START DATA EXTRACT

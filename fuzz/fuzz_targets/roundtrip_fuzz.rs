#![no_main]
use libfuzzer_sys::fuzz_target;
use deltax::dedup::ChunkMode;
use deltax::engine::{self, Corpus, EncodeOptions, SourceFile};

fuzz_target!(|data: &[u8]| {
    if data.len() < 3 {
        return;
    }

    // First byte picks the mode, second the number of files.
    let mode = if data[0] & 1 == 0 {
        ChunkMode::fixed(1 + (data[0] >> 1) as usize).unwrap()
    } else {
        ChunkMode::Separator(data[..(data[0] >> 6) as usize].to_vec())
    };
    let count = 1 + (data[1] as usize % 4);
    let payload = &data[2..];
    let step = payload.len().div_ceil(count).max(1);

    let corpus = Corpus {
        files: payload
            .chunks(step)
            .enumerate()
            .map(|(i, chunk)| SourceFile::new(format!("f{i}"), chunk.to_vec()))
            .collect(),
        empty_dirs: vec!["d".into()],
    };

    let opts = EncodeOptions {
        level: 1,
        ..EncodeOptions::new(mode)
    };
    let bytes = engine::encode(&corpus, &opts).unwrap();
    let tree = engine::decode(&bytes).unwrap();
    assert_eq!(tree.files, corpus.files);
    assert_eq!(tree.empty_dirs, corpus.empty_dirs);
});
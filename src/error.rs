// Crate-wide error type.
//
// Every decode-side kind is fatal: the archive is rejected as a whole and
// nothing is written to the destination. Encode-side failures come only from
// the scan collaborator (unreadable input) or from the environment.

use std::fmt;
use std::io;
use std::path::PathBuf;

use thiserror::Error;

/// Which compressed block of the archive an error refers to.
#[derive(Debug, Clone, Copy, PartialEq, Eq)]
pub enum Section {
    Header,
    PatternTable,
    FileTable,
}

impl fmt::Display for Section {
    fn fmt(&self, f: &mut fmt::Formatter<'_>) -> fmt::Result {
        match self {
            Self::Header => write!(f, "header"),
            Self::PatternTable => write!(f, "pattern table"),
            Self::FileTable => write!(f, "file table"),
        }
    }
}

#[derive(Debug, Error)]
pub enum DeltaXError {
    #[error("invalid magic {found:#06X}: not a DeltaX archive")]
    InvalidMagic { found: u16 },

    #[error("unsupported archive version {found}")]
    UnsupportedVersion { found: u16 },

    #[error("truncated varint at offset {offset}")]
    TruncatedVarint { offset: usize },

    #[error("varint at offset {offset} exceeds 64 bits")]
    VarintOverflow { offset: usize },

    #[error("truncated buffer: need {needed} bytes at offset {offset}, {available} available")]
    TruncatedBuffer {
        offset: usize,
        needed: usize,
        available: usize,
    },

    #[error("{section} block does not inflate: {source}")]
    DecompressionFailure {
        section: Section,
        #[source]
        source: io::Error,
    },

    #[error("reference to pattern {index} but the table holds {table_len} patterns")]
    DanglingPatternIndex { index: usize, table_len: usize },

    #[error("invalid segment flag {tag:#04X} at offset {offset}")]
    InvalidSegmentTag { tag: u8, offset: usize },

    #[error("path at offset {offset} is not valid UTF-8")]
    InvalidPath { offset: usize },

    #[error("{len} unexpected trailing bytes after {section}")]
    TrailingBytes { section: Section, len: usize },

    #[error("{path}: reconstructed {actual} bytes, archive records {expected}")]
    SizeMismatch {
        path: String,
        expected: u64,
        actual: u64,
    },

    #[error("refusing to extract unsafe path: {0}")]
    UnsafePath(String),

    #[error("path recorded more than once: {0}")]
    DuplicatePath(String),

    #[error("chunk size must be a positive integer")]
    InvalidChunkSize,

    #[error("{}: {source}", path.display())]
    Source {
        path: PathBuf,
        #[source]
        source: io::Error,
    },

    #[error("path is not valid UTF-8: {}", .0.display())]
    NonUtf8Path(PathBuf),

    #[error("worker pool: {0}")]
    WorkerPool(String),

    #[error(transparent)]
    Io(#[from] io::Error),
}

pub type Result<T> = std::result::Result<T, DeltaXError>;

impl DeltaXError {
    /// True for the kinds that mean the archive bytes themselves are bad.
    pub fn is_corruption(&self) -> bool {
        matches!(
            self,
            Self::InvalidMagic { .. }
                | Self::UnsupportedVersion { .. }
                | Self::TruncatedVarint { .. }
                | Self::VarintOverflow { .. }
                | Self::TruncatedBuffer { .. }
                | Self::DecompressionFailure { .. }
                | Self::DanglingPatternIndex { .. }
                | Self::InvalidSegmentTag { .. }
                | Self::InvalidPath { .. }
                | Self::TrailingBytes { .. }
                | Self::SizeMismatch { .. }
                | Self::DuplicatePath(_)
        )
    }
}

END DATA EXTRACT
START DATA EXTRACT

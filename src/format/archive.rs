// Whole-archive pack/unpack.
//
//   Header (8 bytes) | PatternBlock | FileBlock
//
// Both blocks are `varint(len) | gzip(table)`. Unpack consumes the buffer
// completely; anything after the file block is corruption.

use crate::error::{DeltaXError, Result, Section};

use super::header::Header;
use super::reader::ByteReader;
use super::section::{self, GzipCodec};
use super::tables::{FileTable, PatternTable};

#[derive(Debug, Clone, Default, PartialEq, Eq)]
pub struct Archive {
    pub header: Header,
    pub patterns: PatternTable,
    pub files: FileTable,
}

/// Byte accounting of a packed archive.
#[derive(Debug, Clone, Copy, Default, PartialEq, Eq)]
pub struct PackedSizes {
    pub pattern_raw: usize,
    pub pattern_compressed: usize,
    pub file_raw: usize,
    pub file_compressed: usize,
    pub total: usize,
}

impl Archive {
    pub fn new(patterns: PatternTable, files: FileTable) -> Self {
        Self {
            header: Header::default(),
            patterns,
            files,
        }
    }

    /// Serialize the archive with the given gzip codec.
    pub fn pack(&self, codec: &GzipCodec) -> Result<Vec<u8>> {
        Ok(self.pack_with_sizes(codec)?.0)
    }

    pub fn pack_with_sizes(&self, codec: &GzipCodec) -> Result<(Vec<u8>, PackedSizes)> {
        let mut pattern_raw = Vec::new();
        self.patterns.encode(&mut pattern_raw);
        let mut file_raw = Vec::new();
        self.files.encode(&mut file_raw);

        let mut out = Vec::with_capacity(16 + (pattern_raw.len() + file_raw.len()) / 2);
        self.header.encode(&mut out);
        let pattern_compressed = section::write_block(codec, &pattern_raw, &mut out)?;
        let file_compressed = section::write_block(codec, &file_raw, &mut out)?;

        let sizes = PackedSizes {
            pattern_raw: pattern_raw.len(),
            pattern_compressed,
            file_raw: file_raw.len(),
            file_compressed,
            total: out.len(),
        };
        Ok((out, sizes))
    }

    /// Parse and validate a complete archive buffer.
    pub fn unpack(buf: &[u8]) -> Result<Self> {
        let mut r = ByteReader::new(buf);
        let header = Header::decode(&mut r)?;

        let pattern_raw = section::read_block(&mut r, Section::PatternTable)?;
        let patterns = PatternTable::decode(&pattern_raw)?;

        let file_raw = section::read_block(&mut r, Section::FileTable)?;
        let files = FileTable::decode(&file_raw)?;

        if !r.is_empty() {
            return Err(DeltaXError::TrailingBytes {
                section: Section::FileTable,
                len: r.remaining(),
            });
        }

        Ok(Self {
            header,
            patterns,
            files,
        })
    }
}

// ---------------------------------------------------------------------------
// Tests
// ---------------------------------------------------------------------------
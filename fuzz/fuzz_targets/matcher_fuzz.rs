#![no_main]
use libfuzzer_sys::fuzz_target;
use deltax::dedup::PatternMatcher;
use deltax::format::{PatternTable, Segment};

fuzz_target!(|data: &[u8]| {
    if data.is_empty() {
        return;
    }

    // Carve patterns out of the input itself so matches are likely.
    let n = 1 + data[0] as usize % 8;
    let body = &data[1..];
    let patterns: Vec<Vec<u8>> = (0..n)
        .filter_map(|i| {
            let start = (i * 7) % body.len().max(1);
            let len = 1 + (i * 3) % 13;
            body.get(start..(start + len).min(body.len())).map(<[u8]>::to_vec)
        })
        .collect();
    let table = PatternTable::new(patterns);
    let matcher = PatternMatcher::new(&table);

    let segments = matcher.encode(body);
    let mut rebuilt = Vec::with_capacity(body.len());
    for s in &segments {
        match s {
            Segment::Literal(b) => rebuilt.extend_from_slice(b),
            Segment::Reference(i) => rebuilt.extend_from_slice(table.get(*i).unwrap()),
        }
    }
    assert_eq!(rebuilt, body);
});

END DATA EXTRACT

Among the entries, how many lines contain the string "ChunkMode"? Give the number without anything else.

— RESPONSE TO THE EXERCISE —
3